#### [THE TASK]
If a line in the records below contains the word "DeserializeOwned", return that line.

#### [DATA EXTRACTS]
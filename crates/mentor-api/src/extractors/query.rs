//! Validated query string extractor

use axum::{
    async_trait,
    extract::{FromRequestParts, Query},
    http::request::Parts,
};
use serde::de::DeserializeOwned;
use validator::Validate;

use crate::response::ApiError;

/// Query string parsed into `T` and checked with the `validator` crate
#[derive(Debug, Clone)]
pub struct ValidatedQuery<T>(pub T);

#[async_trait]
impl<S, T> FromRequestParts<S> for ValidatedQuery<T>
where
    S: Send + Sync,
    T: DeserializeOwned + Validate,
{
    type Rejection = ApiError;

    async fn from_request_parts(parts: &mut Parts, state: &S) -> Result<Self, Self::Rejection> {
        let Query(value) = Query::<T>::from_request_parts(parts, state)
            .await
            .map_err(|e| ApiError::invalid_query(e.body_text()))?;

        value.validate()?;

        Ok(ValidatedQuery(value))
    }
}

#### [REPLY TO THE EXERCISE]
use serde::de::DeserializeOwned;
    T: DeserializeOwned + Validate,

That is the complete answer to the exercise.